Hinchas del Barcelona en el aeropuerto de Liverpool encarando a Lionel Messi por la eliminación humillante de la Liga de Campeones. Un cuadro que, descrito hace una semana, sonaba absurdo, directamente imposible. En el partido de ida, Messi había anotado dos goles, el segundo, para darle más énfasis a la imagen, fue un tiro libre cuya perfección dejó botando baba a la mitad del planeta. Pero el Barcelona quedó eliminado una vez más de la final de la Champions y su estrella, fuera de dos o tres arranques, caminó la cancha de Anfield mirando el juego o se plantó lejos de la acción brazos en jarra.

Claro, que los hinchas catalanes vayan sobre Messi es un absurdo completo. No por su extensa historia y decenas de títulos en el club. Ni siquiera hay que esforzarse demasiado en la trayectoria del rosarino con el Barcelona, solo basta con remitirse a la última temporada: campeón de la liga, semifinales de Champions y 46 goles anotados. Y pese a esto, bastó un partido muy malo, donde naufragaron todos, comenzando por la antidefensa y culminando con el toro ciego de Luis Suárez, para que los veleidosos fans cargaran sobre el mejor jugador que tienen y han tenido nunca.

Se podrá decir razonablemente que fueron dos o tres gatos, y borrachos además, una minoría dentro de la minoría, que no representan en absoluto el sentir del grueso de seguidores culés. Pero, visto lo que ha sido Messi para el Barcelona, es sorprendente que incluso esos pocos existan. Digo, y retomando el comienzo de este texto, con apenas siete días de diferencia con lo ocurrido en el Camp Nou en la semifinal de ida ante el Liverpool: el equipo de Kloop no mereció ni por casualidad perder 3-0 y ello ocurrió exclusivamente porque Messi sacó dos conejos del sombrero.

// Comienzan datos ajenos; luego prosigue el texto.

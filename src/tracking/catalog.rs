//! # Catalog Indexer
//!
//! Holds the rank-ordered process flow for the span of one report and maps
//! each step id to its zero-based catalog position.

use std::collections::HashMap;

use crate::models::ProcessStep;

/// Rank-ordered process flow with an id → position index
#[derive(Debug, Clone, Default)]
pub struct ProcessCatalog {
    steps: Vec<ProcessStep>,
    positions: HashMap<i32, usize>,
}

impl ProcessCatalog {
    /// Build the catalog from the loaded steps.
    ///
    /// Steps are put in `(order_rank, step_id)` order with a stable sort, so
    /// an input already in that order is left untouched. Should a step id
    /// appear twice, the first occurrence owns the index entry.
    pub fn new(mut steps: Vec<ProcessStep>) -> Self {
        steps.sort_by_key(ProcessStep::catalog_key);

        let mut positions = HashMap::with_capacity(steps.len());
        for (position, step) in steps.iter().enumerate() {
            positions.entry(step.step_id).or_insert(position);
        }

        Self { steps, positions }
    }

    /// Catalog position of a step id; `None` for a null or unknown id
    pub fn position_of(&self, step_id: Option<i32>) -> Option<usize> {
        step_id.and_then(|id| self.positions.get(&id).copied())
    }

    pub fn steps(&self) -> &[ProcessStep] {
        &self.steps
    }

    pub fn get(&self, position: usize) -> Option<&ProcessStep> {
        self.steps.get(position)
    }

    pub fn len(&self) -> usize {
        self.steps.len()
    }

    pub fn is_empty(&self) -> bool {
        self.steps.is_empty()
    }
}

#[cfg(test)]
mod tests {
    use super::*;

    fn catalog() -> ProcessCatalog {
        ProcessCatalog::new(vec![
            ProcessStep::new(30, 3, "AOI"),
            ProcessStep::new(10, 1, "SMT"),
            ProcessStep::new(20, 2, "Reflow"),
        ])
    }

    #[test]
    fn test_positions_follow_rank_order() {
        let catalog = catalog();

        assert_eq!(catalog.position_of(Some(10)), Some(0));
        assert_eq!(catalog.position_of(Some(20)), Some(1));
        assert_eq!(catalog.position_of(Some(30)), Some(2));
        assert_eq!(catalog.get(2).map(|s| s.step_name.as_str()), Some("AOI"));
    }

    #[test]
    fn test_unknown_and_null_ids_are_unresolved() {
        let catalog = catalog();

        assert_eq!(catalog.position_of(Some(999)), None);
        assert_eq!(catalog.position_of(None), None);
    }

    #[test]
    fn test_empty_catalog() {
        let catalog = ProcessCatalog::new(Vec::new());

        assert!(catalog.is_empty());
        assert_eq!(catalog.len(), 0);
        assert_eq!(catalog.position_of(Some(1)), None);
    }

    #[test]
    fn test_rank_ties_break_by_step_id() {
        let catalog = ProcessCatalog::new(vec![
            ProcessStep::new(5, 1, "Wash"),
            ProcessStep::new(2, 1, "Bake"),
        ]);

        assert_eq!(catalog.position_of(Some(2)), Some(0));
        assert_eq!(catalog.position_of(Some(5)), Some(1));
    }

    #[test]
    fn test_duplicate_id_keeps_first_position() {
        let catalog = ProcessCatalog::new(vec![
            ProcessStep::new(1, 1, "SMT"),
            ProcessStep::new(1, 2, "SMT rework"),
        ]);

        assert_eq!(catalog.len(), 2);
        assert_eq!(catalog.position_of(Some(1)), Some(0));
    }
}
//! # Reporting Constants
//!
//! Fixed values that shape the process-tracking report.

/// Number of neighbouring catalog steps reported on each side of the current step
pub const STEP_WINDOW_SIZE: usize = 3;

/// Display name reported for units whose current step is missing from the catalog
pub const UNRESOLVED_STEP_NAME: &str = "Unknown/Not Started";

/// Route serving the process-tracking report
pub const TRACKING_ROUTE: &str = "/pcb-process-tracking";

/// Environment variables consulted, in order, to pick the configuration environment
pub const ENVIRONMENT_VARIABLES: [&str; 2] = ["PCB_TRACKER_ENV", "APP_ENV"];

/// Prefix for configuration overrides supplied through the environment
pub const CONFIG_ENV_PREFIX: &str = "PCB_TRACKER";

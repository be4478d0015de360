//! # Process Tracking
//!
//! The reporting core: index the catalog, resolve each unit's window, format
//! the steps and assemble one record per unit.

pub mod catalog;
pub mod formatter;
pub mod report;
pub mod service;
pub mod window;

pub use catalog::ProcessCatalog;
pub use formatter::{format_step, format_steps, OperatorInfo, StepDetail};
pub use report::{assemble_report, assemble_unit_status, UnitProcessStatus};
pub use service::ProcessTrackingService;
pub use window::{resolve_window, StepWindow};
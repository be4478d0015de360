//! # Data Layer
//!
//! Row types for the manufacturing store. All entities are owned by the
//! store; this crate only reads them.

pub mod operator;
pub mod process_step;
pub mod unit_assignment;

pub use operator::Operator;
pub use process_step::ProcessStep;
pub use unit_assignment::{AssignedUnit, Unit, UnitAssignment};
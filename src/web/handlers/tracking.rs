//! # Process Tracking Handlers

use axum::extract::State;
use axum::Json;
use tracing::info;

use crate::tracking::UnitProcessStatus;
use crate::web::errors::ApiResult;
use crate::web::state::AppState;

/// All assigned PCBs with their current, previous and next process steps and
/// the operators qualified for each: GET /pcb-process-tracking
pub async fn pcb_process_tracking(
    State(state): State<AppState>,
) -> ApiResult<Json<Vec<UnitProcessStatus>>> {
    info!("Building PCB process tracking report");

    let report = state.tracking_service.pcb_process_tracking().await?;
    Ok(Json(report))
}
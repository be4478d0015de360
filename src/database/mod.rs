//! # Database
//!
//! Connection pool construction for the Postgres store.

pub mod connection;

pub use connection::connect_lazy;
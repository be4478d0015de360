//! # Step Formatter
//!
//! Pure mapping from catalog rows to the step-detail response shape.

use serde::{Deserialize, Serialize};

use crate::models::{Operator, ProcessStep};

/// Operator entry of a step roster
#[derive(Debug, Clone, PartialEq, Eq, Serialize, Deserialize)]
pub struct OperatorInfo {
    #[serde(rename = "operator_staff_no")]
    pub staff_no: String,
    #[serde(rename = "operator_name")]
    pub name: String,
    #[serde(rename = "operator_MRL")]
    pub qualification_level: Option<String>,
}

/// One formatted process step with its qualified operators
#[derive(Debug, Clone, PartialEq, Eq, Serialize, Deserialize)]
pub struct StepDetail {
    pub step_id: i32,
    #[serde(rename = "step_order")]
    pub order_rank: i32,
    pub step_name: String,
    pub qualified_operators: Vec<OperatorInfo>,
}

impl From<&Operator> for OperatorInfo {
    fn from(operator: &Operator) -> Self {
        Self {
            staff_no: operator.staff_no.clone(),
            name: operator.name.clone(),
            qualification_level: operator.qualification_level.clone(),
        }
    }
}

impl From<&ProcessStep> for StepDetail {
    fn from(step: &ProcessStep) -> Self {
        Self {
            step_id: step.step_id,
            order_rank: step.order_rank,
            step_name: step.step_name.clone(),
            qualified_operators: format_operators(&step.qualified_operators),
        }
    }
}

/// Format a step the caller may not have; a missing step produces nothing
pub fn format_step(step: Option<&ProcessStep>) -> Option<StepDetail> {
    step.map(StepDetail::from)
}

/// Format a window slice, preserving its order
pub fn format_steps(steps: &[ProcessStep]) -> Vec<StepDetail> {
    steps.iter().filter_map(|step| format_step(Some(step))).collect()
}

pub fn format_operators(operators: &[Operator]) -> Vec<OperatorInfo> {
    operators.iter().map(OperatorInfo::from).collect()
}
use async_trait::async_trait;
use sqlx::{PgPool, Row};
use tracing::debug;

use super::TrackingRepository;
use crate::error::Result;
use crate::models::{AssignedUnit, ProcessStep, UnitAssignment};

/// Postgres-backed repository over the manufacturing schema
#[derive(Debug, Clone)]
pub struct PgTrackingRepository {
    pool: PgPool,
}

impl PgTrackingRepository {
    pub fn new(pool: PgPool) -> Self {
        Self { pool }
    }

    pub fn pool(&self) -> &PgPool {
        &self.pool
    }
}

#[async_trait]
impl TrackingRepository for PgTrackingRepository {
    async fn fetch_process_catalog(&self) -> Result<Vec<ProcessStep>> {
        let steps = ProcessStep::list_catalog(&self.pool).await?;
        debug!(steps = steps.len(), "Loaded process catalog");
        Ok(steps)
    }

    async fn fetch_assigned_units(&self) -> Result<Vec<AssignedUnit>> {
        let units = UnitAssignment::list_with_units(&self.pool).await?;
        debug!(units = units.len(), "Loaded unit assignments");
        Ok(units)
    }

    async fn health_check(&self) -> Result<()> {
        let row = sqlx::query("SELECT 1 AS health")
            .fetch_one(&self.pool)
            .await?;
        let _health: i32 = row.try_get("health")?;
        Ok(())
    }

    fn backend_name(&self) -> &'static str {
        "postgres"
    }
}
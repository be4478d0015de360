use thiserror::Error;

#[derive(Debug, Error)]
pub enum TrackerError {
    #[error("Database error: {0}")]
    Database(#[from] sqlx::Error),

    #[error("Configuration error: {0}")]
    Configuration(String),
}

impl TrackerError {
    pub fn configuration(message: impl Into<String>) -> Self {
        Self::Configuration(message.into())
    }
}

impl From<::config::ConfigError> for TrackerError {
    fn from(err: ::config::ConfigError) -> Self {
        Self::Configuration(err.to_string())
    }
}

pub type Result<T> = std::result::Result<T, TrackerError>;
//! # Process Step Model
//!
//! Catalog entries of the manufacturing process flow and the operators
//! qualified to perform them.
//!
//! ## Database Schema
//!
//! Maps to `process_flow_master`, with qualifications held in the
//! `process_flow_qualified_operators` join table against `operator_master`:
//! ```sql
//! CREATE TABLE process_flow_master (
//!   flow_step_id INTEGER PRIMARY KEY,
//!   step_order INTEGER NOT NULL,
//!   step_name VARCHAR NOT NULL
//! );
//! ```
//!
//! ## Loading
//!
//! [`ProcessStep::list_catalog`] reads the complete flow in two statements, one
//! for the steps and one for every qualification row, and attaches rosters in
//! memory. The cost is independent of how many units are later resolved
//! against the catalog.

use serde::{Deserialize, Serialize};
use sqlx::{FromRow, PgPool};
use std::collections::HashMap;

use super::operator::Operator;

/// One step of the process flow.
///
/// `order_rank` totally orders the catalog; previous/next relationships are
/// purely positional within that order.
#[derive(Debug, Clone, PartialEq, Eq, Serialize, Deserialize, FromRow)]
pub struct ProcessStep {
    #[sqlx(rename = "flow_step_id")]
    pub step_id: i32,
    #[sqlx(rename = "step_order")]
    pub order_rank: i32,
    pub step_name: String,
    #[sqlx(skip)]
    pub qualified_operators: Vec<Operator>,
}

/// Row of the step/operator qualification join
#[derive(Debug, Clone, FromRow)]
struct StepQualification {
    flow_step_id: i32,
    #[sqlx(flatten)]
    operator: Operator,
}

impl ProcessStep {
    pub fn new(step_id: i32, order_rank: i32, step_name: impl Into<String>) -> Self {
        Self {
            step_id,
            order_rank,
            step_name: step_name.into(),
            qualified_operators: Vec::new(),
        }
    }

    pub fn with_operators(mut self, operators: Vec<Operator>) -> Self {
        self.qualified_operators = operators;
        self
    }

    /// Sort key of the catalog: rank first, ties broken by step id
    pub fn catalog_key(&self) -> (i32, i32) {
        (self.order_rank, self.step_id)
    }

    /// Load the full catalog, rank-ordered, with operator rosters attached
    pub async fn list_catalog(pool: &PgPool) -> Result<Vec<ProcessStep>, sqlx::Error> {
        let mut steps = sqlx::query_as::<_, ProcessStep>(
            r#"
            SELECT flow_step_id, step_order, step_name
            FROM process_flow_master
            ORDER BY step_order ASC, flow_step_id ASC
            "#,
        )
        .fetch_all(pool)
        .await?;

        let qualifications = sqlx::query_as::<_, StepQualification>(
            r#"
            SELECT q.flow_step_id, o.operator_staff_no, o.operator_name, o.operator_mrl
            FROM process_flow_qualified_operators q
            INNER JOIN operator_master o ON o.operator_staff_no = q.operator_staff_no
            ORDER BY q.flow_step_id ASC, o.operator_staff_no ASC
            "#,
        )
        .fetch_all(pool)
        .await?;

        let mut rosters: HashMap<i32, Vec<Operator>> = HashMap::new();
        for qualification in qualifications {
            rosters
                .entry(qualification.flow_step_id)
                .or_default()
                .push(qualification.operator);
        }

        for step in &mut steps {
            if let Some(roster) = rosters.remove(&step.step_id) {
                step.qualified_operators = roster;
            }
        }

        Ok(steps)
    }
}
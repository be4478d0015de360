//! Shared fixtures for integration tests

#![allow(dead_code)] // Each test binary uses a different subset

use std::sync::Arc;

use pcb_tracker::config::WebConfig;
use pcb_tracker::models::{AssignedUnit, Operator, ProcessStep, Unit, UnitAssignment};
use pcb_tracker::repository::InMemoryTrackingRepository;
use pcb_tracker::tracking::ProcessTrackingService;
use pcb_tracker::web::{create_app, AppState};

/// Four-step line: SMT → Reflow → AOI → Test
pub fn scenario_catalog() -> Vec<ProcessStep> {
    vec![
        ProcessStep::new(1, 1, "SMT").with_operators(vec![
            Operator::new("S001", "Anil", Some("MRL3")),
            Operator::new("S002", "Bea", Some("MRL2")),
        ]),
        ProcessStep::new(2, 2, "Reflow")
            .with_operators(vec![Operator::new("S003", "Chen", None)]),
        ProcessStep::new(3, 3, "AOI")
            .with_operators(vec![Operator::new("S004", "Dara", Some("MRL4"))]),
        ProcessStep::new(4, 4, "Test"),
    ]
}

/// `len` steps with ids 1..=len and rank 10 * id
pub fn linear_catalog(len: i32) -> Vec<ProcessStep> {
    (1..=len)
        .map(|id| ProcessStep::new(id, id * 10, format!("Step {id}")))
        .collect()
}

pub fn assigned(unit_id: &str, current_step_id: Option<i32>, serial_no: &str) -> AssignedUnit {
    (
        UnitAssignment::new(unit_id, current_step_id),
        Unit::new(unit_id, Some(serial_no)),
    )
}

pub fn repository(
    catalog: Vec<ProcessStep>,
    units: Vec<AssignedUnit>,
) -> Arc<InMemoryTrackingRepository> {
    Arc::new(InMemoryTrackingRepository::new(catalog, units))
}

pub fn service(catalog: Vec<ProcessStep>, units: Vec<AssignedUnit>) -> ProcessTrackingService {
    ProcessTrackingService::new(repository(catalog, units))
}

pub fn app(repository: Arc<InMemoryTrackingRepository>) -> axum::Router {
    create_app(AppState::new(WebConfig::default(), repository))
}
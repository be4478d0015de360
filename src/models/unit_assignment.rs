//! # Unit Assignment Model
//!
//! Which process step each physical PCB currently occupies, joined with the
//! unit's own record for its serial number.
//!
//! ## Database Schema
//!
//! ```sql
//! CREATE TABLE pcb_assignment (
//!   assigned_pcb_id VARCHAR PRIMARY KEY,
//!   current_step_id INTEGER
//! );
//! CREATE TABLE pcb_data (
//!   pcb_serial_no_part_number VARCHAR PRIMARY KEY,
//!   serial_no VARCHAR
//! );
//! ```
//!
//! `current_step_id` is deliberately not a foreign key: it may be null or
//! reference a step that is not in the catalog.

use serde::{Deserialize, Serialize};
use sqlx::{FromRow, PgPool};

/// A unit's position claim in the process flow
#[derive(Debug, Clone, PartialEq, Eq, Serialize, Deserialize)]
pub struct UnitAssignment {
    pub unit_id: String,
    pub current_step_id: Option<i32>,
}

/// The physical assembly unit
#[derive(Debug, Clone, PartialEq, Eq, Serialize, Deserialize)]
pub struct Unit {
    pub unit_id: String,
    pub serial_no: Option<String>,
}

/// An assignment paired with the unit it refers to
pub type AssignedUnit = (UnitAssignment, Unit);

#[derive(Debug, FromRow)]
struct AssignedUnitRow {
    assigned_pcb_id: String,
    current_step_id: Option<i32>,
    pcb_serial_no_part_number: String,
    serial_no: Option<String>,
}

impl AssignedUnitRow {
    fn into_assigned_unit(self) -> AssignedUnit {
        (
            UnitAssignment {
                unit_id: self.assigned_pcb_id,
                current_step_id: self.current_step_id,
            },
            Unit {
                unit_id: self.pcb_serial_no_part_number,
                serial_no: self.serial_no,
            },
        )
    }
}

impl UnitAssignment {
    pub fn new(unit_id: impl Into<String>, current_step_id: Option<i32>) -> Self {
        Self {
            unit_id: unit_id.into(),
            current_step_id,
        }
    }

    /// Load every assignment joined with its unit in a single statement.
    ///
    /// Assignments without a matching unit row are not returned. Rows are
    /// ordered by unit id so that repeated reads of unchanged data agree.
    pub async fn list_with_units(pool: &PgPool) -> Result<Vec<AssignedUnit>, sqlx::Error> {
        let rows = sqlx::query_as::<_, AssignedUnitRow>(
            r#"
            SELECT a.assigned_pcb_id, a.current_step_id,
                   d.pcb_serial_no_part_number, d.serial_no
            FROM pcb_assignment a
            INNER JOIN pcb_data d ON d.pcb_serial_no_part_number = a.assigned_pcb_id
            ORDER BY a.assigned_pcb_id ASC
            "#,
        )
        .fetch_all(pool)
        .await?;

        Ok(rows.into_iter().map(AssignedUnitRow::into_assigned_unit).collect())
    }
}

impl Unit {
    pub fn new(unit_id: impl Into<String>, serial_no: Option<&str>) -> Self {
        Self {
            unit_id: unit_id.into(),
            serial_no: serial_no.map(str::to_string),
        }
    }
}
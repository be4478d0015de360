use serde::{Deserialize, Serialize};
use sqlx::FromRow;

/// Person qualified to perform one or more process steps.
/// Maps to `operator_master`.
#[derive(Debug, Clone, PartialEq, Eq, Serialize, Deserialize, FromRow)]
pub struct Operator {
    #[sqlx(rename = "operator_staff_no")]
    pub staff_no: String,
    #[sqlx(rename = "operator_name")]
    pub name: String,
    /// Manufacturing readiness level of the operator, when recorded
    #[sqlx(rename = "operator_mrl")]
    pub qualification_level: Option<String>,
}

impl Operator {
    pub fn new(
        staff_no: impl Into<String>,
        name: impl Into<String>,
        qualification_level: Option<&str>,
    ) -> Self {
        Self {
            staff_no: staff_no.into(),
            name: name.into(),
            qualification_level: qualification_level.map(str::to_string),
        }
    }
}
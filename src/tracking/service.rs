//! # Process Tracking Service
//!
//! Runs one report: two bulk reads, then in-memory assembly. The catalog is
//! loaded per request and dropped with it; there is no process-wide cache.

use std::sync::Arc;
use std::time::Instant;
use tracing::{debug, instrument};

use super::catalog::ProcessCatalog;
use super::report::{assemble_report, UnitProcessStatus};
use crate::error::Result;
use crate::logging::{log_error, log_report_operation};
use crate::repository::TrackingRepository;

#[derive(Clone)]
pub struct ProcessTrackingService {
    repository: Arc<dyn TrackingRepository>,
}

impl ProcessTrackingService {
    pub fn new(repository: Arc<dyn TrackingRepository>) -> Self {
        Self { repository }
    }

    pub fn repository(&self) -> &Arc<dyn TrackingRepository> {
        &self.repository
    }

    /// Current, previous and next steps for every assigned unit
    #[instrument(skip(self), fields(backend = self.repository.backend_name()))]
    pub async fn pcb_process_tracking(&self) -> Result<Vec<UnitProcessStatus>> {
        let started = Instant::now();

        let steps = self
            .repository
            .fetch_process_catalog()
            .await
            .inspect_err(|e| log_error("tracking_service", "fetch_process_catalog", &e.to_string()))?;
        let catalog = ProcessCatalog::new(steps);
        debug!(catalog_size = catalog.len(), "Indexed process catalog");

        let assigned_units = self
            .repository
            .fetch_assigned_units()
            .await
            .inspect_err(|e| log_error("tracking_service", "fetch_assigned_units", &e.to_string()))?;

        let report = assemble_report(&catalog, &assigned_units);

        let unresolved = report.iter().filter(|status| !status.is_resolved()).count();
        log_report_operation(
            report.len(),
            catalog.len(),
            unresolved,
            started.elapsed().as_millis() as u64,
        );

        Ok(report)
    }
}

#[cfg(test)]
mod tests {
    use super::*;
    use crate::models::{ProcessStep, Unit, UnitAssignment};
    use crate::repository::InMemoryTrackingRepository;

    #[tokio::test]
    async fn test_report_issues_one_read_per_source() {
        let repository = Arc::new(InMemoryTrackingRepository::new(
            vec![ProcessStep::new(1, 1, "SMT"), ProcessStep::new(2, 2, "Reflow")],
            (0..25)
                .map(|i| {
                    let id = format!("PCB-{i:03}");
                    (
                        UnitAssignment::new(id.clone(), Some(1 + i % 2)),
                        Unit::new(id, None),
                    )
                })
                .collect(),
        ));
        let service = ProcessTrackingService::new(repository.clone());

        let report = service.pcb_process_tracking().await.unwrap();
        assert_eq!(report.len(), 25);
        assert_eq!(repository.catalog_reads(), 1);
        assert_eq!(repository.assignment_reads(), 1);
    }

    #[tokio::test]
    async fn test_store_failure_propagates() {
        let service =
            ProcessTrackingService::new(Arc::new(InMemoryTrackingRepository::unavailable()));

        assert!(service.pcb_process_tracking().await.is_err());
    }
}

Entonces, cualquier análisis serio dice que el problema no radicó en la laxitud de Lío el martes en Anfield, sino en los problemas de funcionamiento del Barcelona. La "perita de cristal", como se dice en boxeo, que ya exhibió el año pasado contra la Roma y esta temporada nuevamente hizo gala en la Champions. Esa incapacidad para afrontar el menor contratiempo, una fragilidad total que derrumba al equipo pese a jugar con muchos goles de ventaja. La misma que se vio bien ilustrada, en marco de oro rococó, en el cuarto gol del Liverpool: Alexander-Arnold saca el córner cuando está toda la defensa del Barcelona pajareando, y Origi la manda a guardar con apenas el leve obstáculo de Piqué. Un equipo que se está jugando la vida ante 60.000 espectadores y a diez minutos del final tiene a la defensa mirando pasar aviones. Increíble. Alexander-Arnold dirá más tarde que fue "puro instinto" servir el córner cuando todos los rivales estaban con el cajón abierto. El mismo instinto que le ha faltado al Barcelona y del cual Messi ha sido una improbable víctima.